**TASK ITEM**
Wherever a line holds the word "reports", copy that line from the data.

(PROVIDED DATA begins)

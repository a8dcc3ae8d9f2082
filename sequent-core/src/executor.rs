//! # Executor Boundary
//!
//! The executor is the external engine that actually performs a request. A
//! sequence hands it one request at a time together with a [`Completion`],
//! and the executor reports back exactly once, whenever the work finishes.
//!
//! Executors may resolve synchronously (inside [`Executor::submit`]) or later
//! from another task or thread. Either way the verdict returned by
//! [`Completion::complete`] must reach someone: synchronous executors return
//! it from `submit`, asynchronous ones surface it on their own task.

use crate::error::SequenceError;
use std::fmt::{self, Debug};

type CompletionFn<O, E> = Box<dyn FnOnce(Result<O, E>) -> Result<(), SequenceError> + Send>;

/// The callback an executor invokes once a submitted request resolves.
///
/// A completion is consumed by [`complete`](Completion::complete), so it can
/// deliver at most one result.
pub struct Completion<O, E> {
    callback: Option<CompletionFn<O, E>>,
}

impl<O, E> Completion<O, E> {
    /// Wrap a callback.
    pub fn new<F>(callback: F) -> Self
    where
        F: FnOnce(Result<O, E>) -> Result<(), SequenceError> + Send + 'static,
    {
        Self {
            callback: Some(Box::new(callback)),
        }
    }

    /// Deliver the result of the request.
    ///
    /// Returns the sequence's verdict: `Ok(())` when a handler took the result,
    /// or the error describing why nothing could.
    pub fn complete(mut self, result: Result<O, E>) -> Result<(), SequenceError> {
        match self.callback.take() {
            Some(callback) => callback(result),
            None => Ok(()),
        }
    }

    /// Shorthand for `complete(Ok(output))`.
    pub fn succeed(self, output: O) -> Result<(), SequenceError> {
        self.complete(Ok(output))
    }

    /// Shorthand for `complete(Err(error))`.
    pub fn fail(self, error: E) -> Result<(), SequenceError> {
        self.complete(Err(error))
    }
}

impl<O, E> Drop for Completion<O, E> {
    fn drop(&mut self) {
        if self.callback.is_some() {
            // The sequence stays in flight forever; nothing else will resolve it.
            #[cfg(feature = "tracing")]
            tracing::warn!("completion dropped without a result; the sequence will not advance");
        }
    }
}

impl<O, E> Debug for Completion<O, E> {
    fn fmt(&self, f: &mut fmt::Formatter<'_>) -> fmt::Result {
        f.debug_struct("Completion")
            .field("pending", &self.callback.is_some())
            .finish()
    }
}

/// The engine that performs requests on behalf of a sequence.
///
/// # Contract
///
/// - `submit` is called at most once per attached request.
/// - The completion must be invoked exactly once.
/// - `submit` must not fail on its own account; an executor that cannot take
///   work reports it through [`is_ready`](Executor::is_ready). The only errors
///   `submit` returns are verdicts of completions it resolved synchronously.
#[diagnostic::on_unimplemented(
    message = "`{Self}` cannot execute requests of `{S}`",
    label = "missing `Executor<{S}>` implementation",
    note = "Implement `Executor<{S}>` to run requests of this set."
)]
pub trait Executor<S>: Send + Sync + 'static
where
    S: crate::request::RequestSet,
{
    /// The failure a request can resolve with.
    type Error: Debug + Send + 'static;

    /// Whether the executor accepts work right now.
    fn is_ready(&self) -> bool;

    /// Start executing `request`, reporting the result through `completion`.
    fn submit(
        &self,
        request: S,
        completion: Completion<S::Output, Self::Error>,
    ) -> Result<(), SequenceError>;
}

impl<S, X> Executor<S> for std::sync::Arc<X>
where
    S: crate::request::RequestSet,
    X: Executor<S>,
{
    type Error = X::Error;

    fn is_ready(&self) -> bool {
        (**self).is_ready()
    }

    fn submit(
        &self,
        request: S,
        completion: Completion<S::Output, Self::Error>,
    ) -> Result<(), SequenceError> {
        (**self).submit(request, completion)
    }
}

(PROVIDED DATA ends)
(PROVIDED DATA begins)

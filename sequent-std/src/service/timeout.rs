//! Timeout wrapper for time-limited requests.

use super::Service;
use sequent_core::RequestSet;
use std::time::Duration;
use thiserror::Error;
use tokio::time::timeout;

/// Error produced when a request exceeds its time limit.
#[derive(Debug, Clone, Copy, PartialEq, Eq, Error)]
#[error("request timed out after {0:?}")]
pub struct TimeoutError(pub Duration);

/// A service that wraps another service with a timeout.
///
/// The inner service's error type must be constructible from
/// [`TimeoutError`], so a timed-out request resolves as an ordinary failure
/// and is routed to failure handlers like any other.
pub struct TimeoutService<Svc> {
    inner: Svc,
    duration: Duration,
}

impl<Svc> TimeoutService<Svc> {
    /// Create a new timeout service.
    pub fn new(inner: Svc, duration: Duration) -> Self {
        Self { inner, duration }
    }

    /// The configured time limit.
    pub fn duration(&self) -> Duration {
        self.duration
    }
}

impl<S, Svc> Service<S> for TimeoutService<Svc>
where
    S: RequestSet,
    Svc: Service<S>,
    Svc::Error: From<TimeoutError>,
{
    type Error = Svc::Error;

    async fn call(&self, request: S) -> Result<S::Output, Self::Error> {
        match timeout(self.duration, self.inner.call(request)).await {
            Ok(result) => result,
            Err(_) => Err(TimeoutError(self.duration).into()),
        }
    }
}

(PROVIDED DATA ends)

**EXERCISE ANSWER**
//! and the executor reports back exactly once, whenever the work finishes.
///   work reports it through [`is_ready`](Executor::is_ready). The only errors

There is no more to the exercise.